Stonewall and Anna Jackson
Mary Anna Morrison first met her future husband Thomas “Stonewall” Jackson while visiting her sister in Lexington, Virginia. In 1857, the couple wed and lived happily devoted to one another until the Civil War disrupted the nation. Jackson was chosen to lead the cadets at Virigina Military Institute. He wrote to his wife often, such as this letter in September 1892 (from Life and Letters of General Thomas J. Jackson):
“Darling, my heart turns to you with a love so great that pain flows in its wake. You cannot understand this, my beautiful, bright-eyed, sunny-hearted princess. Your face is the sweetest face in all the world, mirroring, as it does, all that is pure and unselfish, and I must not cast a shadow over it by the fears that come to me, in spite of myself. No, a soldier should not know fear of any kind. I must fight and plan and hope, and you must pray.
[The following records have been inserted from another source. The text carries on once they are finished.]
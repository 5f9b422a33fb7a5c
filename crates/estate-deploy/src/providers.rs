//! Collaborator seams consumed by the acceptance pipeline.
//!
//! Environment lookup, infrastructure configuration, naming conventions,
//! package location, and the target-state view are owned by other parts of
//! the system; the pipeline depends on them only through these traits. Each
//! seam ships an in-memory implementation for tests.

use async_trait::async_trait;
use serde::{Deserialize, Serialize};
use std::collections::HashMap;
use std::sync::atomic::{AtomicU32, Ordering};
use std::sync::{Mutex, RwLock};

use estate_core::install_paths::environment_roles_keys_prefix;
use estate_core::RoleInstallationKey;

use crate::command::SliceName;
use crate::error::{Error, Result};
use crate::record::DeploymentRecord;

/// An environment as resolved by name.
#[derive(Debug, Clone, PartialEq, Eq, Serialize, Deserialize)]
#[serde(rename_all = "camelCase")]
pub struct EnvironmentRecord {
    /// Whether the environment is currently locked for deployments.
    pub is_locked: bool,
    /// Name of the AWS account that owns the environment.
    pub aws_account_name: String,
    /// The environment's type name.
    pub environment_type_name: String,
}

/// Resolves environments by name.
#[async_trait]
pub trait EnvironmentLookup: Send + Sync {
    /// Looks up an environment.
    ///
    /// # Errors
    ///
    /// Returns an error when the environment is unknown or the lookup fails.
    async fn get_by_name(&self, name: &str) -> Result<EnvironmentRecord>;
}

/// The cluster section of infrastructure configuration.
#[derive(Debug, Clone, PartialEq, Eq, Serialize, Deserialize)]
#[serde(rename_all = "camelCase")]
pub struct ClusterConfig {
    /// The owning cluster's name.
    pub name: String,
}

/// Infrastructure configuration for one (environment, service, role).
#[derive(Debug, Clone, PartialEq, Eq, Serialize, Deserialize)]
#[serde(rename_all = "camelCase")]
pub struct InfrastructureConfiguration {
    /// The environment's type name.
    pub environment_type_name: String,
    /// The owning cluster.
    pub cluster: ClusterConfig,
}

/// Supplies infrastructure configuration.
#[async_trait]
pub trait InfrastructureConfigProvider: Send + Sync {
    /// Loads configuration for `(environment, service, server_role)`.
    ///
    /// # Errors
    ///
    /// Returns an error when no configuration exists or the load fails.
    async fn get(
        &self,
        environment: &str,
        service: &str,
        server_role: &str,
    ) -> Result<InfrastructureConfiguration>;
}

/// Derives canonical role names from configuration and the requested slice.
pub trait RoleNamingConvention: Send + Sync {
    /// Returns the canonical role name for the deployment.
    fn role_name(
        &self,
        configuration: &InfrastructureConfiguration,
        server_role_name: &str,
        slice: Option<SliceName>,
    ) -> String;
}

/// Naming convention that suffixes the slice colour onto the role name.
///
/// `Worker` deployed to the blue slice becomes `Worker-blue`; sliceless
/// deployments keep the bare role name.
#[derive(Debug, Clone, Copy, Default)]
pub struct SliceSuffixNaming;

impl RoleNamingConvention for SliceSuffixNaming {
    fn role_name(
        &self,
        _configuration: &InfrastructureConfiguration,
        server_role_name: &str,
        slice: Option<SliceName>,
    ) -> String {
        match slice {
            Some(slice @ (SliceName::Blue | SliceName::Green)) => {
                format!("{server_role_name}-{slice}")
            }
            Some(SliceName::None) | None => server_role_name.to_string(),
        }
    }
}

/// Locates the most recent uploaded package for a service version.
#[async_trait]
pub trait PackageLocator: Send + Sync {
    /// Returns the download URL of the uploaded package, or `None` when no
    /// package has been uploaded.
    ///
    /// # Errors
    ///
    /// Returns an error when the lookup itself is denied or fails; the
    /// pipeline reports that as a forbidden lookup.
    async fn find_download_url(
        &self,
        environment: &str,
        service: &str,
        version: &str,
    ) -> Result<Option<String>>;
}

/// Where the workflow stages a package before pushing it.
#[derive(Debug, Clone, PartialEq, Eq, Serialize, Deserialize)]
#[serde(rename_all = "camelCase")]
pub struct PackageDestination {
    /// Destination bucket.
    pub bucket: String,
    /// Destination object key.
    pub key: String,
}

/// Computes the staging destination for an accepted deployment.
#[async_trait]
pub trait PackagePathProvider: Send + Sync {
    /// Returns the staging destination for `record`.
    ///
    /// # Errors
    ///
    /// Returns an error when the destination cannot be derived.
    async fn destination_for(&self, record: &DeploymentRecord) -> Result<PackageDestination>;
}

/// Read view of the currently-installed target state.
#[async_trait]
pub trait TargetStateView: Send + Sync {
    /// Enumerates every installed role key under the environment
    /// (recursive listing).
    ///
    /// # Errors
    ///
    /// Returns an error when the target-state store cannot be read.
    async fn list_role_keys(&self, environment: &str) -> Result<Vec<String>>;

    /// Returns the installed version recorded at `key` (non-recursive point
    /// lookup), or `None` when nothing is recorded there.
    ///
    /// # Errors
    ///
    /// Returns an error when the target-state store cannot be read.
    async fn installed_version(
        &self,
        environment: &str,
        key: &RoleInstallationKey,
    ) -> Result<Option<String>>;
}

// ---------------------------------------------------------------------------
// In-memory implementations
// ---------------------------------------------------------------------------

/// In-memory environment lookup for tests.
#[derive(Debug, Default)]
pub struct InMemoryEnvironments {
    environments: RwLock<HashMap<String, EnvironmentRecord>>,
    lookups: AtomicU32,
}

impl InMemoryEnvironments {
    /// Creates an empty lookup.
    #[must_use]
    pub fn new() -> Self {
        Self::default()
    }

    /// Registers an environment.
    pub fn insert(&self, name: impl Into<String>, record: EnvironmentRecord) {
        if let Ok(mut environments) = self.environments.write() {
            environments.insert(name.into(), record);
        }
    }

    /// Returns how many lookups have been served.
    #[must_use]
    pub fn lookups(&self) -> u32 {
        self.lookups.load(Ordering::SeqCst)
    }
}

#[async_trait]
impl EnvironmentLookup for InMemoryEnvironments {
    async fn get_by_name(&self, name: &str) -> Result<EnvironmentRecord> {
        self.lookups.fetch_add(1, Ordering::SeqCst);
        self.environments
            .read()
            .ok()
            .and_then(|environments| environments.get(name).cloned())
            .ok_or_else(|| Error::provider(format!("environment not found: {name}")))
    }
}

/// In-memory infrastructure configuration for tests: one configuration for
/// every (environment, service, role).
#[derive(Debug, Clone)]
pub struct InMemoryInfrastructureConfig {
    configuration: InfrastructureConfiguration,
}

impl InMemoryInfrastructureConfig {
    /// Creates a provider that always returns `configuration`.
    #[must_use]
    pub const fn new(configuration: InfrastructureConfiguration) -> Self {
        Self { configuration }
    }
}

#[async_trait]
impl InfrastructureConfigProvider for InMemoryInfrastructureConfig {
    async fn get(
        &self,
        _environment: &str,
        _service: &str,
        _server_role: &str,
    ) -> Result<InfrastructureConfiguration> {
        Ok(self.configuration.clone())
    }
}

/// In-memory package store for tests: locator and path provider in one.
#[derive(Debug, Default)]
pub struct InMemoryPackages {
    uploads: RwLock<HashMap<(String, String, String), String>>,
    forbidden: RwLock<bool>,
    lookups: AtomicU32,
}

impl InMemoryPackages {
    /// Creates an empty package store.
    #[must_use]
    pub fn new() -> Self {
        Self::default()
    }

    /// Registers an uploaded package.
    pub fn upload(
        &self,
        environment: impl Into<String>,
        service: impl Into<String>,
        version: impl Into<String>,
        url: impl Into<String>,
    ) {
        if let Ok(mut uploads) = self.uploads.write() {
            uploads.insert((environment.into(), service.into(), version.into()), url.into());
        }
    }

    /// Makes every subsequent lookup fail as denied.
    pub fn deny_lookups(&self) {
        if let Ok(mut forbidden) = self.forbidden.write() {
            *forbidden = true;
        }
    }

    /// Returns how many lookups have been served.
    #[must_use]
    pub fn lookups(&self) -> u32 {
        self.lookups.load(Ordering::SeqCst)
    }
}

#[async_trait]
impl PackageLocator for InMemoryPackages {
    async fn find_download_url(
        &self,
        environment: &str,
        service: &str,
        version: &str,
    ) -> Result<Option<String>> {
        self.lookups.fetch_add(1, Ordering::SeqCst);
        if self.forbidden.read().is_ok_and(|forbidden| *forbidden) {
            return Err(Error::provider("access denied"));
        }
        Ok(self.uploads.read().ok().and_then(|uploads| {
            uploads
                .get(&(environment.to_string(), service.to_string(), version.to_string()))
                .cloned()
        }))
    }
}

#[async_trait]
impl PackagePathProvider for InMemoryPackages {
    async fn destination_for(&self, record: &DeploymentRecord) -> Result<PackageDestination> {
        Ok(PackageDestination {
            bucket: format!("estate-packages-{}", record.account_name.to_lowercase()),
            key: format!(
                "{}/{}/{}-{}.zip",
                record.environment_name, record.service_name, record.service_name,
                record.service_version
            ),
        })
    }
}

/// In-memory target state for tests.
///
/// Entries are raw key strings so tests can include unparsable keys.
#[derive(Debug, Default)]
pub struct InMemoryTargetState {
    entries: Mutex<Vec<(String, Option<String>)>>,
}

impl InMemoryTargetState {
    /// Creates an empty target state.
    #[must_use]
    pub fn new() -> Self {
        Self::default()
    }

    /// Records an installation of `key` at `version`.
    pub fn install(&self, key: &RoleInstallationKey, version: impl Into<String>) {
        self.install_raw(key.to_string(), Some(version.into()));
    }

    /// Records a raw key entry, parsable or not.
    pub fn install_raw(&self, key: impl Into<String>, version: Option<String>) {
        if let Ok(mut entries) = self.entries.lock() {
            entries.push((key.into(), version));
        }
    }
}

#[async_trait]
impl TargetStateView for InMemoryTargetState {
    async fn list_role_keys(&self, environment: &str) -> Result<Vec<String>> {
        let prefix = environment_roles_keys_prefix(environment);
        Ok(self
            .entries
            .lock()
            .map(|entries| {
                entries
                    .iter()
                    .filter(|(key, _)| key.starts_with(&prefix))
                    .map(|(key, _)| key.clone())
                    .collect()
            })
            .unwrap_or_default())
    }

    async fn installed_version(
        &self,
        _environment: &str,
        key: &RoleInstallationKey,
    ) -> Result<Option<String>> {
        let wanted = key.to_string();
        Ok(self
            .entries
            .lock()
            .ok()
            .and_then(|entries| {
                entries
                    .iter()
                    .find(|(key, _)| *key == wanted)
                    .and_then(|(_, version)| version.clone())
            }))
    }
}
Pray for a realization of all our beautiful dreams, sitting beside our own hearthstone in our own home – you and I, you my goddess of devotion, and I your devoted slave. May God in his mercy spare my life and make it worthy of you!
Your soldier”
The couple had one daughter, Julia, whom Jackson did not see until April 1863, when she was five months old. During the Battle of Chancellorsville the following month, Jackson was struck by friendly fire. Word got to Anna, and she arrived with Julia shortly after. Although efforts were made to save his life, Jackson died eight days after being wounded. Anna never remarried; she was known as the “Widow of the Confederacy, attending Confederate veteran events and supporting the United Daughters of the Confederacy later in life. She died at age 83 in March 1915.